▸ Goal of the exercise: Below is a listing. Copy each line of it that holds the word "settings".

[Opening Data section section]

//! Configuration file handling.
//!
//! This module handles loading and merging configuration from
//! `.s2index.toml` files.

use crate::indices::{NDVI_BANDS, NDVI_NAME, NDWI_BANDS, NDWI_NAME};
use crate::models::Point;
use anyhow::{Context, Result};
use serde::{Deserialize, Serialize};
use std::path::{Path, PathBuf};

/// Name of the configuration file looked up in the current directory.
pub const CONFIG_FILE_NAME: &str = ".s2index.toml";

/// Root configuration structure.
#[derive(Debug, Clone, Default, Serialize, Deserialize)]
pub struct Config {
    /// General settings.
    #[serde(default)]
    pub general: GeneralConfig,

    /// Imagery service settings.
    #[serde(default)]
    pub service: ServiceConfig,

    /// Credential bootstrap settings.
    #[serde(default)]
    pub credentials: CredentialsConfig,

    /// Bucketing and filtering settings.
    #[serde(default)]
    pub analysis: AnalysisConfig,

    /// Derived band settings.
    #[serde(default)]
    pub indices: IndicesConfig,

    /// CSV export settings.
    #[serde(default)]
    pub export: ExportConfig,

    /// Points to sample when none are given on the command line.
    #[serde(default, skip_serializing_if = "Vec::is_empty")]
    pub points: Vec<PointConfig>,
}

/// General application settings.
#[derive(Debug, Clone, Serialize, Deserialize)]
pub struct GeneralConfig {
    /// Default output file path.
    #[serde(default = "default_output")]
    pub output: String,
}

impl Default for GeneralConfig {
    fn default() -> Self {
        Self {
            output: default_output(),
        }
    }
}

fn default_output() -> String {
    crate::report::EXPORT_FILE_NAME.to_string()
}

/// Earth Engine settings.
#[derive(Debug, Clone, Serialize, Deserialize)]
pub struct ServiceConfig {
    /// Cloud project used for API calls. Falls back to the credentials' project.
    #[serde(default, skip_serializing_if = "Option::is_none")]
    pub project: Option<String>,

    /// Image collection to query.
    #[serde(default = "default_collection")]
    pub collection: String,

    /// Base URL of the REST API.
    #[serde(default = "default_api_url")]
    pub api_url: String,

    /// OAuth2 token endpoint used to exchange the refresh token.
    #[serde(default = "default_token_url")]
    pub token_url: String,

    /// Request timeout in seconds.
    #[serde(default = "default_timeout")]
    pub timeout_seconds: u64,
}

impl Default for ServiceConfig {
    fn default() -> Self {
        Self {
            project: None,
            collection: default_collection(),
            api_url: default_api_url(),
            token_url: default_token_url(),
            timeout_seconds: default_timeout(),
        }
    }
}

fn default_collection() -> String {
    "COPERNICUS/S2_SR_HARMONIZED".to_string()
}

fn default_api_url() -> String {
    "https://earthengine.googleapis.com/v1".to_string()
}

fn default_token_url() -> String {
    "https://oauth2.googleapis.com/token".to_string()
}

fn default_timeout() -> u64 {
    300
}

/// Where credentials come from and whether they are written to disk.
#[derive(Debug, Clone, Serialize, Deserialize)]
pub struct CredentialsConfig {
    /// Environment variable holding the credential JSON.
    #[serde(default = "default_env_var")]
    pub env_var: String,

    /// Target file for the credential copy. Defaults to
    /// `~/.config/earthengine/credentials`.
    #[serde(default, skip_serializing_if = "Option::is_none")]
    pub path: Option<PathBuf>,

    /// Write the credentials to `path` before connecting.
    #[serde(default = "default_true")]
    pub persist: bool,
}

impl Default for CredentialsConfig {
    fn default() -> Self {
        Self {
            env_var: default_env_var(),
            path: None,
            persist: true,
        }
    }
}

fn default_env_var() -> String {
    "EE_AUTHENTICATION".to_string()
}

/// Bucketing and image filtering.
#[derive(Debug, Clone, Serialize, Deserialize)]
pub struct AnalysisConfig {
    /// Bucket width in days.
    #[serde(default = "default_interval")]
    pub interval_days: u32,

    /// Maximum allowed cloud percentage (exclusive).
    #[serde(default = "default_cloud_threshold")]
    pub cloud_threshold: f64,

    /// Image property holding the cloud percentage.
    #[serde(default = "default_cloud_property")]
    pub cloud_property: String,

    /// Sampling scale in meters.
    #[serde(default = "default_scale")]
    pub scale_meters: f64,

    /// Cap the last bucket's query at the end date.
    #[serde(default)]
    pub clamp_final_bucket: bool,
}

impl Default for AnalysisConfig {
    fn default() -> Self {
        Self {
            interval_days: default_interval(),
            cloud_threshold: default_cloud_threshold(),
            cloud_property: default_cloud_property(),
            scale_meters: default_scale(),
            clamp_final_bucket: false,
        }
    }
}

fn default_interval() -> u32 {
    15
}

fn default_cloud_threshold() -> f64 {
    20.0
}

fn default_cloud_property() -> String {
    "CLOUDY_PIXEL_PERCENTAGE".to_string()
}

fn default_scale() -> f64 {
    10.0 // native resolution of the visible bands
}

/// Band pairs and names of the derived indices.
#[derive(Debug, Clone, Serialize, Deserialize)]
pub struct IndicesConfig {
    #[serde(default = "default_ndvi_bands")]
    pub ndvi_bands: [String; 2],

    #[serde(default = "default_ndwi_bands")]
    pub ndwi_bands: [String; 2],

    #[serde(default = "default_ndvi_name")]
    pub ndvi_name: String,

    #[serde(default = "default_ndwi_name")]
    pub ndwi_name: String,
}

impl Default for IndicesConfig {
    fn default() -> Self {
        Self {
            ndvi_bands: default_ndvi_bands(),
            ndwi_bands: default_ndwi_bands(),
            ndvi_name: default_ndvi_name(),
            ndwi_name: default_ndwi_name(),
        }
    }
}

fn default_ndvi_bands() -> [String; 2] {
    [NDVI_BANDS.0.to_string(), NDVI_BANDS.1.to_string()]
}

fn default_ndwi_bands() -> [String; 2] {
    [NDWI_BANDS.0.to_string(), NDWI_BANDS.1.to_string()]
}

fn default_ndvi_name() -> String {
    NDVI_NAME.to_string()
}

fn default_ndwi_name() -> String {
    NDWI_NAME.to_string()
}

/// CSV export settings.
#[derive(Debug, Clone, Serialize, Deserialize)]
pub struct ExportConfig {
    /// Keep the historical `Custom_ND VI` label on the water index column.
    #[serde(default = "default_true")]
    pub legacy_header: bool,
}

impl Default for ExportConfig {
    fn default() -> Self {
        Self {
            legacy_header: true,
        }
    }
}

fn default_true() -> bool {
    true
}

/// A point entry in the config file.
#[derive(Debug, Clone, Serialize, Deserialize)]
pub struct PointConfig {
    pub lat: f64,
    pub lon: f64,
    #[serde(default)]
    pub name: Option<String>,
}

impl PointConfig {
    /// Convert to a [`Point`], naming it after its position when unnamed.
    pub fn to_point(&self, index: usize) -> Point {
        let name = match self.name.as_deref().map(str::trim) {
            Some(name) if !name.is_empty() => name.to_string(),
            _ => format!("Point {}", index + 1),
        };
        Point::new(self.lon, self.lat, name)
    }
}

impl Config {
    /// Load configuration from a file path.
    pub fn load(path: &Path) -> Result<Self> {
        let content = std::fs::read_to_string(path)
            .with_context(|| format!("Failed to read config file: {}", path.display()))?;

        let config: Config = toml::from_str(&content)
            .with_context(|| format!("Failed to parse config file: {}", path.display()))?;

        Ok(config)
    }

    /// Try to load configuration from the default location.
    ///
    /// Returns `Ok(None)` if the file doesn't exist, `Err` if it exists but can't be parsed.
    pub fn load_default() -> Result<Option<Self>> {
        let default_path = Path::new(CONFIG_FILE_NAME);

        if default_path.exists() {
            Ok(Some(Self::load(default_path)?))
        } else {
            Ok(None)
        }
    }

    /// Merge this configuration with CLI arguments.
    ///
    /// CLI arguments take precedence over config file settings.
    /// Only values the user actually passed override the file.
    pub fn merge_with_args(&mut self, args: &crate::cli::Args) {
        if let Some(ref project) = args.project {
            self.service.project = Some(project.clone());
        }
        if let Some(ref collection) = args.collection {
            self.service.collection = collection.clone();
        }
        if let Some(timeout) = args.timeout {
            self.service.timeout_seconds = timeout;
        }

        if let Some(interval) = args.interval {
            self.analysis.interval_days = interval;
        }
        if let Some(threshold) = args.cloud_threshold {
            self.analysis.cloud_threshold = threshold;
        }
        if let Some(scale) = args.scale {
            self.analysis.scale_meters = scale;
        }
        if args.clamp_final_bucket {
            self.analysis.clamp_final_bucket = true;
        }

        if args.ndwi_header {
            self.export.legacy_header = false;
        }

        if let Some(ref output) = args.output {
            self.general.output = output.display().to_string();
        }
    }

    /// Points from the config file.
    pub fn points(&self) -> Vec<Point> {
        self.points
            .iter()
            .enumerate()
            .map(|(i, p)| p.to_point(i))
            .collect()
    }

    /// Default credentials target, `~/.config/earthengine/credentials`.
    pub fn credentials_path(&self) -> PathBuf {
        if let Some(ref path) = self.credentials.path {
            return path.clone();
        }
        let home = std::env::var_os("HOME")
            .or_else(|| std::env::var_os("USERPROFILE"))
            .map(PathBuf::from)
            .unwrap_or_else(|| PathBuf::from("."));
        home.join(".config").join("earthengine").join("credentials")
    }

    /// Generate a default configuration file content.
    pub fn default_toml() -> String {
        let config = Config::default();
        toml::to_string_pretty(&config).unwrap_or_else(|_| String::new())
    }
}

#[cfg(test)]
mod tests {
    use super::*;

    #[test]
    fn test_default_config() {
        let config = Config::default();
        assert_eq!(config.service.collection, "COPERNICUS/S2_SR_HARMONIZED");
        assert_eq!(config.analysis.interval_days, 15);
        assert_eq!(config.analysis.cloud_threshold, 20.0);
        assert_eq!(config.analysis.scale_meters, 10.0);
        assert!(!config.analysis.clamp_final_bucket);
        assert_eq!(config.credentials.env_var, "EE_AUTHENTICATION");
        assert!(config.export.legacy_header);
        assert_eq!(config.general.output, "results.csv");
    }

    #[test]
    fn test_parse_config() {
        let toml_content = r#"
[service]
project = "my-ee-project"
timeout_seconds = 60

[analysis]
interval_days = 10
cloud_threshold = 35.5
clamp_final_bucket = true

[indices]
ndvi_bands = ["B8", "B4"]

[[points]]
lat = 41.9028
lon = 12.4964
name = "Rome"

[[points]]
lat = 0.0
lon = 0.0
"#;

        let config: Config = toml::from_str(toml_content).unwrap();
        assert_eq!(config.service.project.as_deref(), Some("my-ee-project"));
        assert_eq!(config.service.timeout_seconds, 60);
        assert_eq!(config.analysis.interval_days, 10);
        assert_eq!(config.analysis.cloud_threshold, 35.5);
        assert!(config.analysis.clamp_final_bucket);
        assert_eq!(config.indices.ndvi_bands, ["B8".to_string(), "B4".to_string()]);
        assert_eq!(config.indices.ndwi_bands, ["B3".to_string(), "B2".to_string()]);

        let points = config.points();
        assert_eq!(points.len(), 2);
        assert_eq!(points[0], Point::new(12.4964, 41.9028, "Rome"));
        assert_eq!(points[1].name, "Point 2");
    }

    #[test]
    fn test_default_toml_generation() {
        let toml_str = Config::default_toml();
        assert!(!toml_str.is_empty());
        assert!(toml_str.contains("[service]"));
        assert!(toml_str.contains("[analysis]"));
        assert!(toml_str.contains("[export]"));

        let reparsed: Config = toml::from_str(&toml_str).unwrap();
        assert_eq!(reparsed.analysis.interval_days, 15);
    }

    #[test]
    fn test_logging_is_not_a_config_setting() {
        // Verbosity comes from --verbose/--quiet only
        assert!(!Config::default_toml().contains("verbose"));

        let config: Config = toml::from_str(
            r#"
[general]
output = "out.csv"
verbose = true
"#,
        )
        .unwrap();
        assert_eq!(config.general.output, "out.csv");
    }

    #[test]
    fn test_explicit_credentials_path() {
        let mut config = Config::default();
        config.credentials.path = Some(PathBuf::from("/tmp/ee/creds"));
        assert_eq!(config.credentials_path(), PathBuf::from("/tmp/ee/creds"));

        config.credentials.path = None;
        assert!(config
            .credentials_path()
            .ends_with(".config/earthengine/credentials"));
    }
}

[Closing Data section section]

▸ Problem solution:
    /// General settings.
    /// Imagery service settings.
    /// Credential bootstrap settings.
    /// Bucketing and filtering settings.
    /// Derived band settings.
    /// CSV export settings.
/// General application settings.
/// Earth Engine settings.
/// CSV export settings.
    /// CLI arguments take precedence over config file settings.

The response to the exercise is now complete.